Languages and Stoplists
Full-Text search supports many different languages. Each of the supported languages has at least one system stoplist by default. However, there can be multiple stoplists for any language, including both system and custom stoplists.
List of supported languages
We can quickly check the list of all supported languages used with Full-Text Search. For this, run the following T-SQL script:
-- List of Full-Text Search supported languages SELECT ftl.lcid,ftl.name FROM sys.fulltext_languages ftl
The results are as follows:
The query on the SQL Server 2016 instance returns a total of 53 languages.
Using Stopwords and Stoplist with Full-Text Search
Now, we’ll get some hands-on experience of creating a stoplist of stopwords defined by the user. Then, we’ll use it for the Full-Text Search as a walkthrough. It will be just like a real-time scenario.

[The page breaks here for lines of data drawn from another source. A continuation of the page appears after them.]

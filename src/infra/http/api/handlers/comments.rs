//! Comments and comment likes.

use axum::Json;
use axum::extract::{Extension, Path, State};
use axum::http::StatusCode;
use axum::response::IntoResponse;
use uuid::Uuid;

use super::super::error::{ApiError, comment_to_api, engagement_to_api};
use super::super::middleware::CurrentUser;
use super::super::models::{CommentJson, CreateCommentRequest};
use super::super::state::ApiState;

pub async fn list_comments(
    State(state): State<ApiState>,
    Extension(current): Extension<CurrentUser>,
    Path(post_id): Path<Uuid>,
) -> Result<impl IntoResponse, ApiError> {
    let viewer = current.principal().map(|principal| &principal.user);
    let comments = state
        .comments
        .list_for_post(post_id, viewer)
        .await
        .map_err(comment_to_api)?;

    Ok(Json(
        comments
            .into_iter()
            .map(CommentJson::from_view)
            .collect::<Vec<_>>(),
    ))
}

pub async fn create_comment(
    State(state): State<ApiState>,
    Extension(current): Extension<CurrentUser>,
    Path(post_id): Path<Uuid>,
    Json(payload): Json<CreateCommentRequest>,
) -> Result<impl IntoResponse, ApiError> {
    let principal = current.require()?;
    let view = state
        .comments
        .create(&principal.user, post_id, &payload.content)
        .await
        .map_err(comment_to_api)?;

    Ok((StatusCode::CREATED, Json(CommentJson::from_view(view))))
}

pub async fn delete_comment(
    State(state): State<ApiState>,
    Extension(current): Extension<CurrentUser>,
    Path(id): Path<Uuid>,
) -> Result<impl IntoResponse, ApiError> {
    let principal = current.require()?;
    state
        .comments
        .delete(&principal.user, id)
        .await
        .map_err(comment_to_api)?;

    Ok(StatusCode::NO_CONTENT)
}

pub async fn like_comment(
    State(state): State<ApiState>,
    Extension(current): Extension<CurrentUser>,
    Path(id): Path<Uuid>,
) -> Result<impl IntoResponse, ApiError> {
    let principal = current.require()?;
    state
        .engagement
        .like_comment(&principal.user, id)
        .await
        .map_err(engagement_to_api)?;

    Ok(StatusCode::CREATED)
}

pub async fn unlike_comment(
    State(state): State<ApiState>,
    Extension(current): Extension<CurrentUser>,
    Path(id): Path<Uuid>,
) -> Result<impl IntoResponse, ApiError> {
    let principal = current.require()?;
    state
        .engagement
        .unlike_comment(&principal.user, id)
        .await
        .map_err(engagement_to_api)?;

    Ok(StatusCode::NO_CONTENT)
}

First of all, you need to ensure the following requirements to implement the walkthrough correctly:
- Having a basic understanding of Full-Text Search
- The ability to implement the Full-Text Search in SQL Server
- The presence the Full-Text Search option enabled/installed on the SQL instance you plan to use
To ensure those prerequisites, go through the below articles if you are already familiar with the T-SQL scripting:
- Implementing Full-Text Search in SQL Server 2016 for beginners
- Implementing Full-Text Search in SQL Server 2016 for Advanced Users
Check Full-Text Search status
Run the following query to check if you have the Full-Text Search installed into your SQL instance:
-- Is Full-Text Search installed then 1 or 0 SELECT fulltextserviceproperty('IsFulltextInstalled') as [Full-Text Search]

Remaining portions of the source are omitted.